### Data shown ###
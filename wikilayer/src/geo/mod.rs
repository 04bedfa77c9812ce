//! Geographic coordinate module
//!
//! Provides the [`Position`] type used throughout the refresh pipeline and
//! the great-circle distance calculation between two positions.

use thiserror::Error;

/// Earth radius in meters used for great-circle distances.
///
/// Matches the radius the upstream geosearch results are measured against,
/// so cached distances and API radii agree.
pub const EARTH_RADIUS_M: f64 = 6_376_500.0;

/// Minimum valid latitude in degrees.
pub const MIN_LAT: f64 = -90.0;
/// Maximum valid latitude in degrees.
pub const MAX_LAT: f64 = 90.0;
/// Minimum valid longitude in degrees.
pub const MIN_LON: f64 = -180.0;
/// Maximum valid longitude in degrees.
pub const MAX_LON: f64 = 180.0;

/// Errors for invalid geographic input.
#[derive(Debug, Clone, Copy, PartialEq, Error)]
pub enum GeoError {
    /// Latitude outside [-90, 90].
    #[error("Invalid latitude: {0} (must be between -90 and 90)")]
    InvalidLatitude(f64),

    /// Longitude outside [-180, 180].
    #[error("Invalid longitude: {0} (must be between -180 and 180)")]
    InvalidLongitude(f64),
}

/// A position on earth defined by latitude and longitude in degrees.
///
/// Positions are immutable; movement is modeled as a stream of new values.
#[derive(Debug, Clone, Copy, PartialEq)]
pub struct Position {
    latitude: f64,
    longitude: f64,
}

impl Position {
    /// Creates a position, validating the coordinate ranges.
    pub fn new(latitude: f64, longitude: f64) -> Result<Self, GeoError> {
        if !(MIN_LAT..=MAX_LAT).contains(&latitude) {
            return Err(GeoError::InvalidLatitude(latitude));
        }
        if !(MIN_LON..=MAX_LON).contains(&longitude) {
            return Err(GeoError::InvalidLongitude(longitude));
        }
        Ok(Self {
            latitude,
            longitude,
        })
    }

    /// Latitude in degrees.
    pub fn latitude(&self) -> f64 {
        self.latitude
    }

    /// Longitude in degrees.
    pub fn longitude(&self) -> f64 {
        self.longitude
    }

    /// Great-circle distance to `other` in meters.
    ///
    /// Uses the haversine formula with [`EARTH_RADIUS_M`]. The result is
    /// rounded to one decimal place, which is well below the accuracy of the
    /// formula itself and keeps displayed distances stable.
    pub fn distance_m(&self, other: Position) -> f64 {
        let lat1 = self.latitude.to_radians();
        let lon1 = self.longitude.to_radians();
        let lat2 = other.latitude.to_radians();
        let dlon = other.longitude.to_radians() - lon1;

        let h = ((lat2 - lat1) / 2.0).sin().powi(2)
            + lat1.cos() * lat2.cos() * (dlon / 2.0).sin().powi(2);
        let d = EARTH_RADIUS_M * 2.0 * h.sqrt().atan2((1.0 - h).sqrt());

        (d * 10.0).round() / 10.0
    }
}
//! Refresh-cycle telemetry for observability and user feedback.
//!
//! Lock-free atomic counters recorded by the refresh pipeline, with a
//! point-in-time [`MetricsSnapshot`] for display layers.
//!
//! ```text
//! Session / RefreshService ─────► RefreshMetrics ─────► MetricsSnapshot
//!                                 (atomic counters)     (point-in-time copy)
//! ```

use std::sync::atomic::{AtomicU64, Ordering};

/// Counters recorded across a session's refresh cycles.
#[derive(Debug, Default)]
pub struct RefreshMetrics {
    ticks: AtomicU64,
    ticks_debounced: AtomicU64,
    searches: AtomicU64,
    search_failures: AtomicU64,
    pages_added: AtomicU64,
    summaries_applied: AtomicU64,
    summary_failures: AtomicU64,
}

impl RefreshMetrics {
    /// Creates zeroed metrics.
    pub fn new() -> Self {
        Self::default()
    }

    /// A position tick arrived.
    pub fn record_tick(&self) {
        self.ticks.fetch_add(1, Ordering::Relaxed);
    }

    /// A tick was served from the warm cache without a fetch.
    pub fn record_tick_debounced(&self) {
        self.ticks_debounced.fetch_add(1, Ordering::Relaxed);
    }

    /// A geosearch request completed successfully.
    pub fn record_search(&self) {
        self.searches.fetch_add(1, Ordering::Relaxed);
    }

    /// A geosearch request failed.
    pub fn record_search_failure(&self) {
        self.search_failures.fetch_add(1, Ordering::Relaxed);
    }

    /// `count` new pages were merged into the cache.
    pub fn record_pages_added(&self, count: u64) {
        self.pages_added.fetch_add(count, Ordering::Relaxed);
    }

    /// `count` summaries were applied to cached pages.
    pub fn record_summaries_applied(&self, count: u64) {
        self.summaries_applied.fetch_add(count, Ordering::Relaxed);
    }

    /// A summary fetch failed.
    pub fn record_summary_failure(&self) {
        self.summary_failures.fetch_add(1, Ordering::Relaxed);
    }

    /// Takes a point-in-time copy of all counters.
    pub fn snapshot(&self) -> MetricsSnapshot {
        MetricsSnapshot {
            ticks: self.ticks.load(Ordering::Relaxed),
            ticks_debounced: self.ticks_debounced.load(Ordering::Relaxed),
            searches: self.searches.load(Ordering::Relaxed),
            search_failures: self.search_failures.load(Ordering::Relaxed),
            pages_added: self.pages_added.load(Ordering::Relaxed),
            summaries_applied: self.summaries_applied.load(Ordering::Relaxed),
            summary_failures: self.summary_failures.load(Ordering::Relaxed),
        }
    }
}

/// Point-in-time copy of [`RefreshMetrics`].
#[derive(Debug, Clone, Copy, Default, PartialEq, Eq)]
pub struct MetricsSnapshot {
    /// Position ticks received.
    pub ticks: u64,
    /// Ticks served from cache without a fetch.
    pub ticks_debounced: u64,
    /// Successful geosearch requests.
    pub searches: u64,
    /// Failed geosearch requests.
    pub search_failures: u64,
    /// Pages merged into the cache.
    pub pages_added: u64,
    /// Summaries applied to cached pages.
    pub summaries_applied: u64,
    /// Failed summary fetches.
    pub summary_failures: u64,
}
###
→ About this exercise:
The expected output is the exact run of lines from the start of the entries through the line with "pub const MAX_LON: f64 = 180.0;", inclusive.

→ Answer to this task:
filename wikilayer/src/geo/mod.rs
repository 04bedfa77c9812ce
//! Geographic coordinate module
//!
//! Provides the [`Position`] type used throughout the refresh pipeline and
//! the great-circle distance calculation between two positions.

use thiserror::Error;

/// Earth radius in meters used for great-circle distances.
///
/// Matches the radius the upstream geosearch results are measured against,
/// so cached distances and API radii agree.
pub const EARTH_RADIUS_M: f64 = 6_376_500.0;

/// Minimum valid latitude in degrees.
pub const MIN_LAT: f64 = -90.0;
/// Maximum valid latitude in degrees.
pub const MAX_LAT: f64 = 90.0;
/// Minimum valid longitude in degrees.
pub const MIN_LON: f64 = -180.0;
/// Maximum valid longitude in degrees.
pub const MAX_LON: f64 = 180.0;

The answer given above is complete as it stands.